** Record excerpts follows **

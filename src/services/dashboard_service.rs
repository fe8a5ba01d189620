use chrono::{DateTime, Days, NaiveDate, NaiveTime, Utc};

use crate::{
    dto::{
        dashboard::{
            RevenuePoint, RevenueSeries, TopCustomer, TopCustomerList, TopProduct, TopProductList,
        },
        orders::OrderSummary,
    },
    error::{AppError, AppResult},
    middleware::auth::{AuthUser, ensure_manager},
    models::OrderStatus,
    response::ApiResponse,
    routes::params::{RevenueQuery, TopQuery},
    services::order_service,
    state::AppState,
};

pub const DEFAULT_REVENUE_DAYS: u64 = 30;

/// Daily revenue of completed orders over an inclusive date range.
pub async fn revenue(
    state: &AppState,
    user: &AuthUser,
    query: RevenueQuery,
) -> AppResult<ApiResponse<RevenueSeries>> {
    ensure_manager(user)?;
    let (from, to) = revenue_range(&query, Utc::now().date_naive())?;
    let (start, end) = day_bounds(from, to)?;

    let points: Vec<RevenuePoint> = sqlx::query_as(
        r#"
        SELECT (created_at AT TIME ZONE 'UTC')::DATE AS day,
               COALESCE(SUM(total_price), 0)::BIGINT AS revenue,
               COUNT(*)::BIGINT AS orders
        FROM orders
        WHERE status = $1 AND created_at >= $2 AND created_at < $3
        GROUP BY day
        ORDER BY day
        "#,
    )
    .bind(OrderStatus::Completed.as_str())
    .bind(start)
    .bind(end)
    .fetch_all(&state.pool)
    .await?;

    let total = points.iter().map(|p| p.revenue).sum();
    Ok(ApiResponse::success(
        "Revenue",
        RevenueSeries {
            from,
            to,
            total,
            points,
        },
        None,
    ))
}

pub async fn top_products(
    state: &AppState,
    user: &AuthUser,
    query: TopQuery,
) -> AppResult<ApiResponse<TopProductList>> {
    ensure_manager(user)?;
    let (start, end) = optional_bounds(&query)?;
    let items: Vec<TopProduct> = sqlx::query_as(
        r#"
        SELECT p.id AS product_id,
               p.name,
               SUM(d.quantity)::BIGINT AS quantity_sold,
               SUM(d.quantity::BIGINT * d.price)::BIGINT AS revenue
        FROM order_details d
        JOIN orders o ON o.id = d.order_id
        JOIN products p ON p.id = d.product_id
        WHERE o.status = $1
          AND ($3::TIMESTAMPTZ IS NULL OR o.created_at >= $3)
          AND ($4::TIMESTAMPTZ IS NULL OR o.created_at < $4)
        GROUP BY p.id, p.name
        ORDER BY quantity_sold DESC, revenue DESC, p.id
        LIMIT $2
        "#,
    )
    .bind(OrderStatus::Completed.as_str())
    .bind(query.limit())
    .bind(start)
    .bind(end)
    .fetch_all(&state.pool)
    .await?;

    Ok(ApiResponse::success("Top products", TopProductList { items }, None))
}

pub async fn top_customers(
    state: &AppState,
    user: &AuthUser,
    query: TopQuery,
) -> AppResult<ApiResponse<TopCustomerList>> {
    ensure_manager(user)?;
    let (start, end) = optional_bounds(&query)?;
    let items: Vec<TopCustomer> = sqlx::query_as(
        r#"
        SELECT u.id AS user_id,
               u.full_name,
               u.email,
               COUNT(o.id)::BIGINT AS orders,
               SUM(o.total_price)::BIGINT AS total_spent
        FROM orders o
        JOIN users u ON u.id = o.user_id
        WHERE o.status = $1
          AND ($3::TIMESTAMPTZ IS NULL OR o.created_at >= $3)
          AND ($4::TIMESTAMPTZ IS NULL OR o.created_at < $4)
        GROUP BY u.id, u.full_name, u.email
        ORDER BY total_spent DESC, orders DESC, u.id
        LIMIT $2
        "#,
    )
    .bind(OrderStatus::Completed.as_str())
    .bind(query.limit())
    .bind(start)
    .bind(end)
    .fetch_all(&state.pool)
    .await?;

    Ok(ApiResponse::success("Top customers", TopCustomerList { items }, None))
}

pub async fn order_stats(
    state: &AppState,
    user: &AuthUser,
) -> AppResult<ApiResponse<OrderSummary>> {
    ensure_manager(user)?;
    let summary = order_service::summarize(state).await?;
    Ok(ApiResponse::success("Order stats", summary, None))
}

fn revenue_range(query: &RevenueQuery, today: NaiveDate) -> AppResult<(NaiveDate, NaiveDate)> {
    let to = query.to.unwrap_or(today);
    let from = match query.from {
        Some(from) => from,
        None => to
            .checked_sub_days(Days::new(DEFAULT_REVENUE_DAYS - 1))
            .ok_or_else(|| AppError::BadRequest("date out of range".into()))?,
    };
    if from > to {
        return Err(AppError::BadRequest("from must not be after to".into()));
    }
    Ok((from, to))
}

/// Ranking bounds; either side may stay open.
fn optional_bounds(
    query: &TopQuery,
) -> AppResult<(Option<DateTime<Utc>>, Option<DateTime<Utc>>)> {
    if let (Some(from), Some(to)) = (query.from, query.to) {
        if from > to {
            return Err(AppError::BadRequest("from must not be after to".into()));
        }
    }
    let start = query.from.map(|from| from.and_time(NaiveTime::MIN).and_utc());
    let end = match query.to {
        Some(to) => Some(
            to.checked_add_days(Days::new(1))
                .ok_or_else(|| AppError::BadRequest("date out of range".into()))?
                .and_time(NaiveTime::MIN)
                .and_utc(),
        ),
        None => None,
    };
    Ok((start, end))
}

/// Half-open UTC instant range covering every day from `from` through `to`.
fn day_bounds(from: NaiveDate, to: NaiveDate) -> AppResult<(DateTime<Utc>, DateTime<Utc>)> {
    let end = to
        .checked_add_days(Days::new(1))
        .ok_or_else(|| AppError::BadRequest("date out of range".into()))?;
    Ok((
        from.and_time(NaiveTime::MIN).and_utc(),
        end.and_time(NaiveTime::MIN).and_utc(),
    ))
}

#[cfg(test)]
mod tests {
    use super::*;

    fn date(y: i32, m: u32, d: u32) -> NaiveDate {
        NaiveDate::from_ymd_opt(y, m, d).unwrap()
    }

    #[test]
    fn default_range_is_last_thirty_days() {
        let (from, to) = revenue_range(&RevenueQuery::default(), date(2025, 3, 30)).unwrap();
        assert_eq!(to, date(2025, 3, 30));
        assert_eq!(from, date(2025, 3, 1));
    }

    #[test]
    fn inverted_range_is_rejected() {
        let query = RevenueQuery {
            from: Some(date(2025, 2, 2)),
            to: Some(date(2025, 2, 1)),
        };
        assert!(matches!(
            revenue_range(&query, date(2025, 3, 1)),
            Err(AppError::BadRequest(_))
        ));
    }

    #[test]
    fn ranking_bounds_are_optional() {
        assert_eq!(optional_bounds(&TopQuery::default()).unwrap(), (None, None));
        let one_day = TopQuery {
            limit: None,
            from: Some(date(2025, 1, 1)),
            to: Some(date(2025, 1, 1)),
        };
        let (start, end) = optional_bounds(&one_day).unwrap();
        assert_eq!((end.unwrap() - start.unwrap()).num_hours(), 24);
        let inverted = TopQuery {
            limit: None,
            from: Some(date(2025, 1, 2)),
            to: Some(date(2025, 1, 1)),
        };
        assert!(matches!(
            optional_bounds(&inverted),
            Err(AppError::BadRequest(_))
        ));
    }

    #[test]
    fn bounds_cover_the_last_day() {
        let (start, end) = day_bounds(date(2025, 1, 1), date(2025, 1, 1)).unwrap();
        assert_eq!((end - start).num_hours(), 24);
    }
}
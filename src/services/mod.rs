pub mod auth_service;
pub mod cart_service;
pub mod category_service;
pub mod dashboard_service;
pub mod gemstone_service;
pub mod image_service;
pub mod import_service;
pub mod liquidation_service;
pub mod order_service;
pub mod product_service;
pub mod supplier_service;
pub mod user_service;

/// ILIKE pattern matching `search` anywhere, with its own wildcards taken literally.
pub(crate) fn contains_pattern(search: &str) -> String {
    let mut pattern = String::with_capacity(search.len() + 2);
    pattern.push('%');
    for ch in search.chars() {
        if matches!(ch, '%' | '_' | '\\') {
            pattern.push('\\');
        }
        pattern.push(ch);
    }
    pattern.push('%');
    pattern
}

#[cfg(test)]
mod tests {
    use super::contains_pattern;

    #[test]
    fn search_wildcards_are_escaped() {
        assert_eq!(contains_pattern("ruby"), "%ruby%");
        assert_eq!(contains_pattern("100%"), "%100\\%%");
        assert_eq!(contains_pattern("a_b"), "%a\\_b%");
        assert_eq!(contains_pattern(r"c:\d"), r"%c:\\d%");
    }
}
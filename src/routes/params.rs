use chrono::NaiveDate;
use serde::Deserialize;
use utoipa::ToSchema;
use uuid::Uuid;

use crate::models::{ImportStatus, LiquidationState, OrderStatus, ProductStatus, Role};

#[derive(Debug, Deserialize, ToSchema, Default, Clone, Copy)]
pub struct Pagination {
    pub page: Option<i64>,
    pub per_page: Option<i64>,
}

impl Pagination {
    pub fn new(page: i64, per_page: i64) -> Self {
        Self {
            page: Some(page),
            per_page: Some(per_page),
        }
    }

    pub fn normalize(&self) -> (i64, i64, i64) {
        let page = self.page.unwrap_or(1).max(1);
        let per_page = self.per_page.unwrap_or(20).clamp(1, 100);
        let offset = (page - 1) * per_page;
        (page, per_page, offset)
    }
}

#[derive(Debug, Deserialize, ToSchema, Clone, Copy)]
#[serde(rename_all = "snake_case")]
pub enum SortOrder {
    Asc,
    Desc,
}

#[derive(Debug, Deserialize, ToSchema, Clone, Copy)]
#[serde(rename_all = "snake_case")]
pub enum ProductSortBy {
    CreatedAt,
    Price,
    Name,
}

// Query strings are flat; `serde(flatten)` does not survive urlencoded numbers,
// so each query repeats `page`/`per_page` and exposes `pagination()`.

#[derive(Debug, Deserialize, ToSchema, Default)]
pub struct ProductQuery {
    pub page: Option<i64>,
    pub per_page: Option<i64>,
    pub q: Option<String>,
    pub category_id: Option<Uuid>,
    pub status: Option<ProductStatus>,
    pub min_price: Option<i64>,
    pub max_price: Option<i64>,
    pub sort_by: Option<ProductSortBy>,
    pub sort_order: Option<SortOrder>,
}

impl ProductQuery {
    pub fn pagination(&self) -> Pagination {
        Pagination {
            page: self.page,
            per_page: self.per_page,
        }
    }
}

/// Offset window over the catalog in canonical order.
#[derive(Debug, Deserialize, ToSchema, Default)]
pub struct PreviewQuery {
    pub skip: Option<i64>,
    pub take: Option<i64>,
    pub category_id: Option<Uuid>,
}

impl PreviewQuery {
    pub fn window(&self) -> (i64, i64) {
        let skip = self.skip.unwrap_or(0).max(0);
        let take = self.take.unwrap_or(20).clamp(1, 100);
        (skip, take)
    }
}

#[derive(Debug, Deserialize, ToSchema, Default)]
pub struct GemstoneQuery {
    pub product_id: Uuid,
}

#[derive(Debug, Deserialize, ToSchema, Default)]
pub struct OrderListQuery {
    pub page: Option<i64>,
    pub per_page: Option<i64>,
    pub status: Option<OrderStatus>,
    pub user_id: Option<Uuid>,
    pub sort_order: Option<SortOrder>,
}

impl OrderListQuery {
    pub fn pagination(&self) -> Pagination {
        Pagination {
            page: self.page,
            per_page: self.per_page,
        }
    }
}

#[derive(Debug, Deserialize, ToSchema, Default)]
pub struct ImportListQuery {
    pub page: Option<i64>,
    pub per_page: Option<i64>,
    pub status: Option<ImportStatus>,
    pub supplier_id: Option<Uuid>,
    pub sort_order: Option<SortOrder>,
}

impl ImportListQuery {
    pub fn pagination(&self) -> Pagination {
        Pagination {
            page: self.page,
            per_page: self.per_page,
        }
    }
}

#[derive(Debug, Deserialize, ToSchema, Default)]
pub struct UserListQuery {
    pub page: Option<i64>,
    pub per_page: Option<i64>,
    pub role: Option<Role>,
    pub is_active: Option<bool>,
    pub q: Option<String>,
}

impl UserListQuery {
    pub fn pagination(&self) -> Pagination {
        Pagination {
            page: self.page,
            per_page: self.per_page,
        }
    }
}

#[derive(Debug, Deserialize, ToSchema, Default)]
pub struct SupplierQuery {
    pub page: Option<i64>,
    pub per_page: Option<i64>,
    pub q: Option<String>,
}

impl SupplierQuery {
    pub fn pagination(&self) -> Pagination {
        Pagination {
            page: self.page,
            per_page: self.per_page,
        }
    }
}

#[derive(Debug, Deserialize, ToSchema, Default)]
pub struct LiquidationQuery {
    pub page: Option<i64>,
    pub per_page: Option<i64>,
    pub state: Option<LiquidationState>,
}

impl LiquidationQuery {
    pub fn pagination(&self) -> Pagination {
        Pagination {
            page: self.page,
            per_page: self.per_page,
        }
    }
}

#[derive(Debug, Deserialize, ToSchema, Default)]
pub struct RevenueQuery {
    pub from: Option<NaiveDate>,
    pub to: Option<NaiveDate>,
}

/// Ranking window; without dates every completed order counts.
#[derive(Debug, Deserialize, ToSchema, Default)]
pub struct TopQuery {
    pub limit: Option<i64>,
    pub from: Option<NaiveDate>,
    pub to: Option<NaiveDate>,
}

impl TopQuery {
    pub fn limit(&self) -> i64 {
        self.limit.unwrap_or(5).clamp(1, 50)
    }
}

#[cfg(test)]
mod tests {
    use super::*;

    #[test]
    fn pagination_defaults_and_clamps() {
        assert_eq!(Pagination::default().normalize(), (1, 20, 0));
        assert_eq!(Pagination::new(3, 10).normalize(), (3, 10, 20));
        assert_eq!(Pagination::new(0, 1000).normalize(), (1, 100, 0));
    }

    #[test]
    fn preview_window_clamps_skip_and_take() {
        let query = PreviewQuery {
            skip: Some(-4),
            take: Some(0),
            category_id: None,
        };
        assert_eq!(query.window(), (0, 1));
        assert_eq!(PreviewQuery::default().window(), (0, 20));
    }

    #[test]
    fn top_limit_is_bounded() {
        assert_eq!(TopQuery::default().limit(), 5);
        let wide = TopQuery {
            limit: Some(500),
            ..Default::default()
        };
        assert_eq!(wide.limit(), 50);
    }
}
pub mod auth;
pub mod cart;
pub mod catalog;
pub mod dashboard;
pub mod imports;
pub mod liquidations;
pub mod orders;
pub mod suppliers;
pub mod users;
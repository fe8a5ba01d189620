use std::sync::Mutex;

#[derive(Debug, Clone, PartialEq)]
pub struct Email {
    pub to: String,
    pub subject: String,
    pub body: String,
}

/// Outbound email transport.
pub trait Mailer: Send + Sync {
    fn send(&self, email: Email) -> anyhow::Result<()>;
}

/// Writes messages to the log instead of delivering them.
pub struct LogMailer;

impl Mailer for LogMailer {
    fn send(&self, email: Email) -> anyhow::Result<()> {
        tracing::info!(to = %email.to, subject = %email.subject, body = %email.body, "outbound email");
        Ok(())
    }
}

/// Keeps every message in memory; used by tests to read tokens back.
#[derive(Default)]
pub struct MemoryMailer {
    sent: Mutex<Vec<Email>>,
}

impl MemoryMailer {
    pub fn sent(&self) -> Vec<Email> {
        self.sent
            .lock()
            .map(|sent| sent.clone())
            .unwrap_or_default()
    }

    pub fn last_to(&self, to: &str) -> Option<Email> {
        self.sent().into_iter().rev().find(|email| email.to == to)
    }
}

impl Mailer for MemoryMailer {
    fn send(&self, email: Email) -> anyhow::Result<()> {
        self.sent
            .lock()
            .map_err(|_| anyhow::anyhow!("mailer lock poisoned"))?
            .push(email);
        Ok(())
    }
}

** End of Record excerpts **

### Work instruction:
Among the records above, which lines hold the word "crate"? Copy each one.

### Result for this task:
use crate::{
pub(crate) fn contains_pattern(search: &str) -> String {
use crate::models::{ImportStatus, LiquidationState, OrderStatus, ProductStatus, Role};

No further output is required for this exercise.